_WHAT TO PRODUCE:_
Check every line of the entries below for "LocalizedText", and copy the lines that have it.

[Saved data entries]
========
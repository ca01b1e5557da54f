use reflectdoc::reflect::{Result, default_objects_document, write_document};

use crate::cmd::sample;

/// Print the bundled model's default-instance document to stdout.
pub fn run() -> Result<()> {
	let model = sample::demo_model();
	println!("{}", write_document(&default_objects_document(&model)?));
	Ok(())
}
#[cfg(test)]
mod tests {
	use super::*;
	use crate::reflect::instance::{Instance, LocalizedText, Outer};
	use crate::reflect::kind::TypeRef;
	use crate::reflect::model::{Class, EnumDef, EnumEntry, ModuleMember, StructDef};

	fn test_model() -> (ObjectModel, InstanceId) {
		let mut model = ObjectModel::new();
		let module = model.add_module("Core");
		module.members.push(ModuleMember::Class(Class {
			name: "Object".into(),
			super_class: None,
			properties: Vec::new(),
		}));
		module.members.push(ModuleMember::Struct(StructDef {
			name: "Vec3".into(),
			properties: vec![
				Property::new("x", PropertyKind::Double),
				Property::new("y", PropertyKind::Double),
				Property::new("z", PropertyKind::Double),
			],
		}));
		module.members.push(ModuleMember::Enum(EnumDef {
			name: "Visibility".into(),
			flags: false,
			entries: vec![
				EnumEntry {
					name: "Hidden".into(),
					value: 0,
				},
				EnumEntry {
					name: "Visible".into(),
					value: 1,
				},
			],
		}));
		module.members.push(ModuleMember::Enum(EnumDef {
			name: "RenderFlags".into(),
			flags: true,
			entries: vec![
				EnumEntry {
					name: "CastShadow".into(),
					value: 1,
				},
				EnumEntry {
					name: "Translucent".into(),
					value: 2,
				},
			],
		}));

		let target = model.add_instance(Instance {
			name: "Default__Object".into(),
			class: TypeRef::new("Core", "Object"),
			outer: Outer::Module("Core".into()),
			is_default: true,
			values: PropertyBag::new(),
		});
		(model, target)
	}

	fn extract_one(model: &ObjectModel, datum: Datum, kind: PropertyKind) -> Value {
		let property = Property::new("probe", kind);
		let bag = PropertyBag::new().with("probe", datum);
		extract_value(model, &bag, &property, 0)
	}

	#[test]
	fn scalars_encode_as_numbers_and_bools() {
		let (model, _) = test_model();
		assert_eq!(extract_one(&model, Datum::Bool(true), PropertyKind::Bool), Value::Bool(true));
		assert_eq!(extract_one(&model, Datum::I8(-3), PropertyKind::Int8), Value::Number(-3.0));
		assert_eq!(extract_one(&model, Datum::I16(-300), PropertyKind::Int16), Value::Number(-300.0));
		assert_eq!(extract_one(&model, Datum::I32(70_000), PropertyKind::Int32), Value::Number(70_000.0));
		assert_eq!(extract_one(&model, Datum::U16(65_535), PropertyKind::UInt16), Value::Number(65_535.0));
		assert_eq!(extract_one(&model, Datum::U32(4_000_000_000), PropertyKind::UInt32), Value::Number(4_000_000_000.0));
		assert_eq!(extract_one(&model, Datum::F32(0.5), PropertyKind::Float), Value::Number(0.5));
		assert_eq!(extract_one(&model, Datum::F64(0.1), PropertyKind::Double), Value::Number(0.1));
	}

	#[test]
	fn wide_integers_encode_as_decimal_strings() {
		let (model, _) = test_model();
		assert_eq!(
			extract_one(&model, Datum::U64(u64::MAX), PropertyKind::UInt64),
			Value::string("18446744073709551615")
		);
		assert_eq!(extract_one(&model, Datum::I64(-42), PropertyKind::Int64), Value::string("-42"));
	}

	#[test]
	fn string_kinds_encode_as_strings() {
		let (model, _) = test_model();
		assert_eq!(extract_one(&model, Datum::Str("plain".into()), PropertyKind::Str), Value::string("plain"));
		assert_eq!(extract_one(&model, Datum::Str("a_name".into()), PropertyKind::Name), Value::string("a_name"));
		assert_eq!(extract_one(&model, Datum::Str("utf8".into()), PropertyKind::Utf8Str), Value::string("utf8"));
		assert_eq!(
			extract_one(&model, Datum::Str("Core.Object:field".into()), PropertyKind::FieldPath),
			Value::string("Core.Object:field")
		);
	}

	#[test]
	fn scoped_enum_encodes_value_name() {
		let (model, _) = test_model();
		let kind = PropertyKind::Enum {
			enum_type: "Visibility".into(),
		};
		assert_eq!(extract_one(&model, Datum::EnumValue(1), kind.clone()), Value::string("Visible"));
		assert_eq!(extract_one(&model, Datum::EnumValue(9), kind), Value::string(""));
	}

	#[test]
	fn flags_enum_joins_names_and_renders_zero_empty() {
		let (model, _) = test_model();
		let kind = PropertyKind::Enum {
			enum_type: "RenderFlags".into(),
		};
		assert_eq!(extract_one(&model, Datum::EnumValue(3), kind.clone()), Value::string("CastShadow | Translucent"));
		assert_eq!(extract_one(&model, Datum::EnumValue(0), kind), Value::string(""));
	}

	#[test]
	fn byte_uses_enum_name_when_attached() {
		let (model, _) = test_model();
		let with_enum = PropertyKind::Byte {
			enum_type: Some("Visibility".into()),
		};
		assert_eq!(extract_one(&model, Datum::U8(1), with_enum), Value::string("Visible"));
		assert_eq!(extract_one(&model, Datum::U8(7), PropertyKind::Byte { enum_type: None }), Value::Number(7.0));
	}

	#[test]
	fn object_reference_encodes_path_or_null() {
		let (model, target) = test_model();
		let kind = PropertyKind::Object {
			class: TypeRef::new("Core", "Object"),
		};
		assert_eq!(
			extract_one(&model, Datum::Ref(Some(target)), kind.clone()),
			Value::string("/Core.Default__Object")
		);
		assert_eq!(extract_one(&model, Datum::Ref(None), kind), Value::Null);
	}

	#[test]
	fn lazy_reference_wraps_id_and_path() {
		let (model, target) = test_model();
		let kind = PropertyKind::LazyObject {
			class: TypeRef::new("Core", "Object"),
		};
		let value = extract_one(
			&model,
			Datum::LazyRef {
				unique_id: "5AD1".into(),
				target: Some(target),
			},
			kind,
		);
		let Value::Object(wrapper) = value else {
			panic!("expected wrapper object");
		};
		assert_eq!(wrapper.get("uniqueId"), Some(&Value::string("5AD1")));
		assert_eq!(wrapper.get("reference"), Some(&Value::string("/Core.Default__Object")));
	}

	#[test]
	fn soft_reference_keeps_unresolved_path() {
		let (model, _) = test_model();
		let kind = PropertyKind::SoftObject {
			class: TypeRef::new("Core", "Object"),
		};
		assert_eq!(
			extract_one(&model, Datum::SoftPath("/Content/Meshes.Cube".into()), kind),
			Value::string("/Content/Meshes.Cube")
		);
	}

	#[test]
	fn delegate_encodes_binding_or_null() {
		let (model, target) = test_model();
		assert_eq!(extract_one(&model, Datum::Delegate(None), PropertyKind::Delegate), Value::Null);

		let bound = extract_one(
			&model,
			Datum::Delegate(Some(DelegateBinding {
				target: Some(target),
				function: "OnChanged".into(),
			})),
			PropertyKind::Delegate,
		);
		let Value::Object(binding) = bound else {
			panic!("expected binding object");
		};
		assert_eq!(binding.get("targetObject"), Some(&Value::string("/Core.Default__Object")));
		assert_eq!(binding.get("functionName"), Some(&Value::string("OnChanged")));
	}

	#[test]
	fn sparse_multicast_round_trips_bindings() {
		let (model, target) = test_model();
		assert_eq!(
			extract_one(&model, Datum::Multicast(Vec::new()), PropertyKind::MulticastSparseDelegate),
			Value::Null
		);

		let value = extract_one(
			&model,
			Datum::Multicast(vec![DelegateBinding {
				target: Some(target),
				function: "OnTick".into(),
			}]),
			PropertyKind::MulticastSparseDelegate,
		);
		let Value::Array(elements) = value else {
			panic!("expected invocation array");
		};
		let Value::Object(entry) = &elements[0] else {
			panic!("expected binding object");
		};
		assert_eq!(entry.get("functionName"), Some(&Value::string("OnTick")));
	}

	#[test]
	fn inline_multicast_renders_best_effort_label() {
		let (model, target) = test_model();
		let value = extract_one(
			&model,
			Datum::Multicast(vec![
				DelegateBinding {
					target: Some(target),
					function: "OnTick".into(),
				},
				DelegateBinding {
					target: None,
					function: "OnGone".into(),
				},
			]),
			PropertyKind::MulticastInlineDelegate,
		);
		assert_eq!(value, Value::string("(/Core.Default__Object.OnTick, null.OnGone)"));
	}

	#[test]
	fn struct_recurses_over_field_list() {
		let (model, _) = test_model();
		let fields = PropertyBag::new()
			.with("x", Datum::F64(1.0))
			.with("y", Datum::F64(2.0))
			.with("z", Datum::F64(3.0));
		let kind = PropertyKind::Struct {
			target: TypeRef::new("Core", "Vec3"),
		};

		let value = extract_one(&model, Datum::Struct(fields), kind);
		let Value::Object(composite) = value else {
			panic!("expected composite object");
		};
		let keys: Vec<&str> = composite.iter().map(|(key, _)| key).collect();
		assert_eq!(keys, vec!["x", "y", "z"]);
		assert_eq!(composite.get("y"), Some(&Value::Number(2.0)));
	}

	#[test]
	fn missing_struct_definition_degrades_to_sentinel() {
		let (model, _) = test_model();
		let kind = PropertyKind::Struct {
			target: TypeRef::new("Core", "NoSuch"),
		};
		assert_eq!(extract_one(&model, Datum::Struct(PropertyBag::new()), kind), Value::string("__INVALID__: Struct"));
	}

	#[test]
	fn containers_encode_in_storage_order() {
		let (model, _) = test_model();

		let array = extract_one(
			&model,
			Datum::Array(vec![Datum::I32(3), Datum::I32(1)]),
			PropertyKind::Array {
				value: Box::new(Property::nested(PropertyKind::Int32)),
			},
		);
		assert_eq!(array, Value::Array(vec![Value::Number(3.0), Value::Number(1.0)]));

		let map = extract_one(
			&model,
			Datum::Map(vec![(Datum::I32(7), Datum::Str("seven".into()))]),
			PropertyKind::Map {
				key: Box::new(Property::nested(PropertyKind::Int32)),
				value: Box::new(Property::nested(PropertyKind::Str)),
			},
		);
		let Value::Array(pairs) = map else {
			panic!("expected pair array");
		};
		let Value::Object(pair) = &pairs[0] else {
			panic!("expected pair object");
		};
		assert_eq!(pair.get("key"), Some(&Value::Number(7.0)));
		assert_eq!(pair.get("value"), Some(&Value::string("seven")));

		let set = extract_one(
			&model,
			Datum::Set(vec![Datum::Str("b".into()), Datum::Str("a".into())]),
			PropertyKind::Set {
				value: Box::new(Property::nested(PropertyKind::Str)),
			},
		);
		assert_eq!(set, Value::Array(vec![Value::string("b"), Value::string("a")]));
	}

	#[test]
	fn optional_encodes_inner_or_null() {
		let (model, _) = test_model();
		let kind = PropertyKind::Optional {
			value: Box::new(Property::nested(PropertyKind::Int32)),
		};
		assert_eq!(extract_one(&model, Datum::Optional(Some(Box::new(Datum::I32(4)))), kind.clone()), Value::Number(4.0));
		assert_eq!(extract_one(&model, Datum::Optional(None), kind), Value::Null);
	}

	#[test]
	fn rich_text_round_trips_through_sub_serializer() {
		let (model, _) = test_model();
		let value = extract_one(
			&model,
			Datum::Text(LocalizedText {
				namespace: "menu".into(),
				key: "title".into(),
				source: "Hello".into(),
			}),
			PropertyKind::Text,
		);
		let Value::Object(text) = value else {
			panic!("expected text object");
		};
		assert_eq!(text.get("source"), Some(&Value::string("Hello")));
	}

	#[test]
	fn unknown_kind_degrades_to_tagged_sentinel() {
		let (model, _) = test_model();
		let kind = PropertyKind::Unknown {
			tag: "VerseValue".into(),
		};
		assert_eq!(extract_one(&model, Datum::Bool(false), kind), Value::string("__INVALID__: VerseValue"));
	}

	#[test]
	fn mismatched_storage_degrades_to_sentinel() {
		let (model, _) = test_model();
		assert_eq!(extract_one(&model, Datum::Str("oops".into()), PropertyKind::Bool), Value::string("__INVALID__: Bool"));
	}

	#[test]
	fn missing_slot_degrades_to_sentinel() {
		let (model, _) = test_model();
		let property = Property::new("absent", PropertyKind::Int32);
		assert_eq!(extract_value(&model, &PropertyBag::new(), &property, 0), Value::string("__INVALID__: Int32"));
	}

	#[test]
	fn fixed_array_slots_resolve_by_index() {
		let (model, _) = test_model();
		let property = Property::new("grid", PropertyKind::Int32).with_dim(3);
		let bag = PropertyBag::new().with_slots("grid", vec![Datum::I32(10), Datum::I32(20), Datum::I32(30)]);
		assert_eq!(extract_value(&model, &bag, &property, 2), Value::Number(30.0));
	}
}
========
_WRITTEN REPLY:_
	use crate::reflect::instance::{Instance, LocalizedText, Outer};
			Datum::Text(LocalizedText {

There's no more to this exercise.